OTTAWA — The Province of Ontario filed a lawsuit on Tuesday seeking 50 billion Canadian dollars from several tobacco companies to recover smoking-related health costs since 1955.
“We believe that taxpayers should be compensated for the costs that they have paid,” Chris Bentley, the province’s attorney general, told reporters in Toronto.
Ontario follows British Columbia and New Brunswick in attempts to recover health care costs from tobacco companies. All three provinces passed legislation enabling their legal actions, an approach that was upheld by the Supreme Court of Canada in 2005.
The defendants in the case include the Altria Group of Richmond, Va., and some of its Philip Morris subsidiaries, British American Tobacco of London and its Canadian unit Imperial Tobacco as well as R. J. Reynolds and JTI-Macdonald, a Japan Tobacco unit that is in bankruptcy proceedings.
Eric Gagnon, a spokesman for Imperial Tobacco, called the government “hypocritical” for filing a lawsuit. www.Quitsmoking21days.com
“What’s happening is double dipping,” Mr. Gagnon said from the company’s headquarters in Montreal. “You’re taking a billion dollars of taxation out of the industry every year, then you turn around and sue the industry.”

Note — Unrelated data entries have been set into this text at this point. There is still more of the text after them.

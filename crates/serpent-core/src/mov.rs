//! Move representation.

use crate::{Piece, Square};
use std::fmt;

/// Flags for special move types.
#[derive(Debug, Clone, Copy, PartialEq, Eq, Hash)]
#[repr(u8)]
pub enum MoveFlag {
    /// Normal move (no special action).
    Normal = 0,
    /// Pawn double push from starting rank.
    DoublePush = 1,
    /// Kingside castling.
    CastleKingside = 2,
    /// Queenside castling.
    CastleQueenside = 3,
    /// En passant capture.
    EnPassant = 4,
    /// Pawn promotion to knight.
    PromoteKnight = 5,
    /// Pawn promotion to bishop.
    PromoteBishop = 6,
    /// Pawn promotion to rook.
    PromoteRook = 7,
    /// Pawn promotion to queen.
    PromoteQueen = 8,
}

impl MoveFlag {
    /// Promotion flags in generation order (queen, rook, bishop, knight).
    pub const PROMOTIONS: [MoveFlag; 4] = [
        MoveFlag::PromoteQueen,
        MoveFlag::PromoteRook,
        MoveFlag::PromoteBishop,
        MoveFlag::PromoteKnight,
    ];

    /// Returns the promotion piece if this is a promotion move.
    #[inline]
    pub const fn promotion_piece(self) -> Option<Piece> {
        match self {
            MoveFlag::PromoteKnight => Some(Piece::Knight),
            MoveFlag::PromoteBishop => Some(Piece::Bishop),
            MoveFlag::PromoteRook => Some(Piece::Rook),
            MoveFlag::PromoteQueen => Some(Piece::Queen),
            _ => None,
        }
    }

    /// Returns true if this is a promotion move.
    #[inline]
    pub const fn is_promotion(self) -> bool {
        self.promotion_piece().is_some()
    }

    /// Returns true if this is a castling move.
    #[inline]
    pub const fn is_castling(self) -> bool {
        matches!(self, MoveFlag::CastleKingside | MoveFlag::CastleQueenside)
    }
}

/// A generated move.
///
/// Carries everything a caller needs to build the following position: the
/// squares, the moving piece, whether something is captured, and the flag
/// describing promotion, double push, en passant or castling.
#[derive(Clone, Copy, PartialEq, Eq, Hash)]
pub struct Move {
    from: Square,
    to: Square,
    piece: Piece,
    flag: MoveFlag,
    capture: bool,
}

impl Move {
    /// Creates a new move.
    #[inline]
    pub const fn new(from: Square, to: Square, piece: Piece, flag: MoveFlag, capture: bool) -> Self {
        Move {
            from,
            to,
            piece,
            flag,
            capture,
        }
    }

    /// Creates a non-capturing move with no special flag.
    #[inline]
    pub const fn quiet(from: Square, to: Square, piece: Piece) -> Self {
        Self::new(from, to, piece, MoveFlag::Normal, false)
    }

    /// Creates an ordinary capture.
    #[inline]
    pub const fn capture(from: Square, to: Square, piece: Piece) -> Self {
        Self::new(from, to, piece, MoveFlag::Normal, true)
    }

    /// Returns the source square.
    #[inline]
    pub const fn from(self) -> Square {
        self.from
    }

    /// Returns the destination square.
    #[inline]
    pub const fn to(self) -> Square {
        self.to
    }

    /// Returns the kind of the moving piece.
    #[inline]
    pub const fn piece(self) -> Piece {
        self.piece
    }

    /// Returns the move flag.
    #[inline]
    pub const fn flag(self) -> MoveFlag {
        self.flag
    }

    /// True for ordinary captures and en passant.
    #[inline]
    pub const fn is_capture(self) -> bool {
        self.capture
    }

    #[inline]
    pub const fn is_castle(self) -> bool {
        self.flag.is_castling()
    }

    #[inline]
    pub const fn is_en_passant(self) -> bool {
        matches!(self.flag, MoveFlag::EnPassant)
    }

    /// The piece a pawn becomes, for promotions.
    #[inline]
    pub const fn promotion(self) -> Option<Piece> {
        self.flag.promotion_piece()
    }

    /// For a double push, the square an enemy pawn could capture en passant
    /// on the next ply (the square the pawn skipped over).
    #[inline]
    pub const fn en_passant_square(self) -> Option<Square> {
        match self.flag {
            MoveFlag::DoublePush => Square::from_index((self.from.index() + self.to.index()) / 2),
            _ => None,
        }
    }

    /// Returns the UCI notation for this move (e.g., "e2e4", "e7e8q").
    pub fn to_uci(self) -> String {
        match self.promotion() {
            Some(piece) => format!(
                "{}{}{}",
                self.from,
                self.to,
                piece.letter().to_ascii_lowercase()
            ),
            None => format!("{}{}", self.from, self.to),
        }
    }
}

impl fmt::Debug for Move {
    fn fmt(&self, f: &mut fmt::Formatter<'_>) -> fmt::Result {
        write!(f, "Move({} {}", self.piece.letter(), self.to_uci())?;
        if self.capture {
            write!(f, " capture")?;
        }
        if self.flag != MoveFlag::Normal && !self.flag.is_promotion() {
            write!(f, " {:?}", self.flag)?;
        }
        write!(f, ")")
    }
}

impl fmt::Display for Move {
    fn fmt(&self, f: &mut fmt::Formatter<'_>) -> fmt::Result {
        write!(f, "{}", self.to_uci())
    }
}

#[cfg(test)]
mod tests {
    use super::*;
    use crate::{File, Rank};

    fn sq(s: &str) -> Square {
        Square::from_algebraic(s).unwrap()
    }

    #[test]
    fn move_accessors() {
        let m = Move::new(sq("e2"), sq("e4"), Piece::Pawn, MoveFlag::DoublePush, false);

        assert_eq!(m.from(), sq("e2"));
        assert_eq!(m.to(), sq("e4"));
        assert_eq!(m.piece(), Piece::Pawn);
        assert_eq!(m.flag(), MoveFlag::DoublePush);
        assert!(!m.is_capture());
        assert!(!m.is_castle());
        assert_eq!(m.promotion(), None);
    }

    #[test]
    fn double_push_records_skipped_square() {
        let white = Move::new(sq("e2"), sq("e4"), Piece::Pawn, MoveFlag::DoublePush, false);
        assert_eq!(white.en_passant_square(), Some(sq("e3")));

        let black = Move::new(sq("d7"), sq("d5"), Piece::Pawn, MoveFlag::DoublePush, false);
        assert_eq!(black.en_passant_square(), Some(sq("d6")));

        let single = Move::quiet(sq("e2"), sq("e3"), Piece::Pawn);
        assert_eq!(single.en_passant_square(), None);
    }

    #[test]
    fn move_uci() {
        let m = Move::quiet(sq("e2"), sq("e4"), Piece::Pawn);
        assert_eq!(m.to_uci(), "e2e4");

        let e7 = Square::new(File::E, Rank::R7);
        let e8 = Square::new(File::E, Rank::R8);
        let promo = Move::new(e7, e8, Piece::Pawn, MoveFlag::PromoteQueen, false);
        assert_eq!(promo.to_uci(), "e7e8q");
        assert_eq!(promo.promotion(), Some(Piece::Queen));
    }

    #[test]
    fn move_all_promotions_uci() {
        let uci: Vec<String> = MoveFlag::PROMOTIONS
            .iter()
            .map(|&flag| Move::new(sq("e7"), sq("e8"), Piece::Pawn, flag, false).to_uci())
            .collect();
        assert_eq!(uci, ["e7e8q", "e7e8r", "e7e8b", "e7e8n"]);
    }

    #[test]
    fn move_flag_promotion_piece() {
        assert_eq!(MoveFlag::Normal.promotion_piece(), None);
        assert_eq!(MoveFlag::DoublePush.promotion_piece(), None);
        assert_eq!(MoveFlag::CastleKingside.promotion_piece(), None);
        assert_eq!(MoveFlag::EnPassant.promotion_piece(), None);
        assert_eq!(
            MoveFlag::PromoteKnight.promotion_piece(),
            Some(Piece::Knight)
        );
        assert_eq!(
            MoveFlag::PromoteBishop.promotion_piece(),
            Some(Piece::Bishop)
        );
        assert_eq!(MoveFlag::PromoteRook.promotion_piece(), Some(Piece::Rook));
        assert_eq!(MoveFlag::PromoteQueen.promotion_piece(), Some(Piece::Queen));
    }

    #[test]
    fn move_flag_is_castling() {
        assert!(!MoveFlag::Normal.is_castling());
        assert!(MoveFlag::CastleKingside.is_castling());
        assert!(MoveFlag::CastleQueenside.is_castling());
        assert!(!MoveFlag::EnPassant.is_castling());
        assert!(!MoveFlag::PromoteQueen.is_castling());
    }

    #[test]
    fn en_passant_is_a_capture() {
        let m = Move::new(sq("e5"), sq("d6"), Piece::Pawn, MoveFlag::EnPassant, true);
        assert!(m.is_capture());
        assert!(m.is_en_passant());
    }

    #[test]
    fn move_debug_display() {
        let m = Move::quiet(sq("g1"), sq("f3"), Piece::Knight);
        assert_eq!(format!("{:?}", m), "Move(N g1f3)");
        assert_eq!(format!("{}", m), "g1f3");

        let c = Move::capture(sq("e4"), sq("d5"), Piece::Pawn);
        assert_eq!(format!("{:?}", c), "Move(P e4d5 capture)");

        let castle = Move::new(sq("e1"), sq("g1"), Piece::King, MoveFlag::CastleKingside, false);
        assert_eq!(format!("{:?}", castle), "Move(K e1g1 CastleKingside)");
    }
}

Jack Marshall, a spokesman for Altria and Philip Morris USA, declined to comment. R. J. Reynolds did not respond to requests for comment, and no spokesperson could be reached at JTI-Macdonald.
Like plaintiffs in some lawsuits against tobacco companies in the United States and elsewhere, Ontario is arguing that the tobacco makers have known for decades that their products are addictive and dangerous to health but have done little or nothing to mitigate their effects and have been late to warn consumers.
In a Canadian twist, the government also charges that JTI-Macdonald, when it was owned by R. J. Reynolds, was involved in a scheme to evade Canada’s high level of cigarette taxation by shipping cigarettes to an Indian reserve that straddles the border with the United States.
Those cigarettes, the government says, were immediately smuggled back into Canada. The company and some of its former executives await a criminal trial.
JTI-Macdonald’s bankruptcy filing followed a court order granting Quebec 1.36 billion Canadian dollars in back taxes related to the scheme.